A LSTM is a type of recurrent neural network (RNN) with an improved ability to solve the gradient vanishing problem in RNN. With the ability of ‘memorizing’ values for a long time, the LSTM is superior in dealing with sequences, like text, where values in a different position may have a strong dependency. LSTM applications include machine translation(Cho et al., 2014; Sutskever et al., 2014), natural language generation(Wen et al., 2015), and time-series prediction. The joint application of LSTM and CNN can accomplish the work of video description (Venugopalan et al., 2014), image captioning (Vinyals et al., 2015), and text to image generation (Reed et al., 2016). NMR T2 distribution is the distribution of the T2 relaxation time. We assume that the LSTM can deal with the dependencies of the NMR T2 relaxation time values batter than other models.
The NMR-T2 synthesis processes of VAE, VAEc, and GAN-NN are similar.
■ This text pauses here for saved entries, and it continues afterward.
//! Executors: one unit of work per task type.
//!
//! Routing is a `match` over the closed [`TaskType`] enum, so adding a task
//! type without an executor does not compile.

use std::sync::Arc;

use async_trait::async_trait;
use tracing::info;

use crate::backend::TrackingBackend;
use crate::error::{Error, Result};
use crate::model::{TaskMessage, TaskType};

/// Executes one task type for a channel. Must tolerate redelivery.
#[async_trait]
pub trait Executor: Send + Sync {
    /// Run the work. `Ok` carries the backend's message.
    async fn execute(&self, channel_id: i64) -> Result<String>;
}

/// Starts tracking a channel via the tracking backend.
pub struct StartTrackingExecutor {
    backend: Arc<dyn TrackingBackend>,
}

impl StartTrackingExecutor {
    pub fn new(backend: Arc<dyn TrackingBackend>) -> Self {
        Self { backend }
    }
}

#[async_trait]
impl Executor for StartTrackingExecutor {
    async fn execute(&self, channel_id: i64) -> Result<String> {
        let reply = self.backend.start_tracking(channel_id).await?;
        info!(channel_id, success = reply.success, message = %reply.message, "start tracking result");
        if !reply.success {
            return Err(Error::Backend(format!(
                "Failed to start tracking: {}",
                reply.message
            )));
        }
        Ok(reply.message)
    }
}

/// Revisits a tracked channel via the tracking backend.
pub struct RevisitExecutor {
    backend: Arc<dyn TrackingBackend>,
}

impl RevisitExecutor {
    pub fn new(backend: Arc<dyn TrackingBackend>) -> Self {
        Self { backend }
    }
}

#[async_trait]
impl Executor for RevisitExecutor {
    async fn execute(&self, channel_id: i64) -> Result<String> {
        let reply = self.backend.revisit(channel_id).await?;
        info!(channel_id, success = reply.success, message = %reply.message, "revisit result");
        if !reply.success {
            return Err(Error::Backend(format!("Failed to revisit: {}", reply.message)));
        }
        Ok(reply.message)
    }
}

/// Dispatch table from task type to executor.
pub struct ExecutorTable {
    start_tracking: Arc<dyn Executor>,
    revisit_channel: Arc<dyn Executor>,
}

impl ExecutorTable {
    pub fn new(start_tracking: Arc<dyn Executor>, revisit_channel: Arc<dyn Executor>) -> Self {
        Self {
            start_tracking,
            revisit_channel,
        }
    }

    /// The standard table: both executors backed by one tracking service.
    pub fn with_tracking_backend(backend: Arc<dyn TrackingBackend>) -> Self {
        Self::new(
            Arc::new(StartTrackingExecutor::new(Arc::clone(&backend))),
            Arc::new(RevisitExecutor::new(backend)),
        )
    }

    pub fn executor_for(&self, task_type: TaskType) -> &Arc<dyn Executor> {
        match task_type {
            TaskType::StartTracking => &self.start_tracking,
            TaskType::RevisitChannel => &self.revisit_channel,
        }
    }

    /// Route a decoded message to its executor and run it.
    pub async fn execute(&self, message: &TaskMessage) -> Result<String> {
        self.executor_for(message.task_type)
            .execute(message.channel_id)
            .await
    }
}
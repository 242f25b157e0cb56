//! Execution side of the task lifecycle: worker hooks, the worker loop, and
//! the revisit scheduler.

pub mod middleware;
pub mod scheduler;
pub mod worker;

pub use middleware::WorkerMiddleware;
pub use scheduler::{CycleReport, RevisitScheduler, SchedulerConfig};
pub use worker::{Worker, WorkerConfig};
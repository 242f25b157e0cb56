//! Tracked channel types.

use chrono::{DateTime, Utc};
use serde::{Deserialize, Serialize};

/// A channel under periodic monitoring.
#[derive(Debug, Clone, PartialEq, Serialize, Deserialize)]
pub struct TrackedChannel {
    pub id: i64,
    pub channel_id: i64,
    /// Whether the scheduler should revisit this channel.
    pub revisiting: bool,
    pub last_revisited: Option<DateTime<Utc>>,
    pub created_at: DateTime<Utc>,
}

impl TrackedChannel {
    /// Due for revisit at `now` given the staleness interval?
    pub fn is_due(&self, now: DateTime<Utc>, staleness: chrono::Duration) -> bool {
        self.revisiting
            && self
                .last_revisited
                .is_none_or(|last| last <= now - staleness)
    }
}

#[cfg(test)]
mod tests {
    use super::*;

    fn channel(revisiting: bool, last_revisited: Option<DateTime<Utc>>) -> TrackedChannel {
        TrackedChannel {
            id: 1,
            channel_id: 42,
            revisiting,
            last_revisited,
            created_at: Utc::now(),
        }
    }

    #[test]
    fn never_revisited_channel_is_due() {
        assert!(channel(true, None).is_due(Utc::now(), chrono::Duration::minutes(360)));
    }

    #[test]
    fn paused_channel_is_never_due() {
        assert!(!channel(false, None).is_due(Utc::now(), chrono::Duration::minutes(360)));
    }

    #[test]
    fn staleness_boundary_is_inclusive() {
        let now = Utc::now();
        let staleness = chrono::Duration::minutes(360);
        assert!(channel(true, Some(now - staleness)).is_due(now, staleness));
        assert!(
            !channel(true, Some(now - staleness + chrono::Duration::seconds(1)))
                .is_due(now, staleness)
        );
    }
}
First, a deep neural network is pre-trained to extract the features of the NMR-T2 distribution. NMR T2 distributions have inherent characteristics. All NMR T2 distributions are similar to combinations of Gaussian distributions. In this step, the models can learn the general characteristics of NMR T2. Second, a simple multilayer neural network is connected with the pre-trained deep neural network to predict NMR-T2 distribution from conventional logs. The two-step training process makes the prediction results stable. Instead of predicting each value of the NMR T2 distribution, our designed neural network predicts the complete NMR-T2 spectra; thereby providing greater constraint to the synthesis. To the best of our knowledge, no similar study has been
attempted to synthesize NMR-T2 distribution prior to our work published in various journals(Li and Misra, 2017a; Li and Misra, 2017b; Li and Misra, 2018; Li et al., 2019; Misra and He, 2019a; Misra and Li, 2019). Six shallow models are also trained and tested with the same data to compare with the deep models.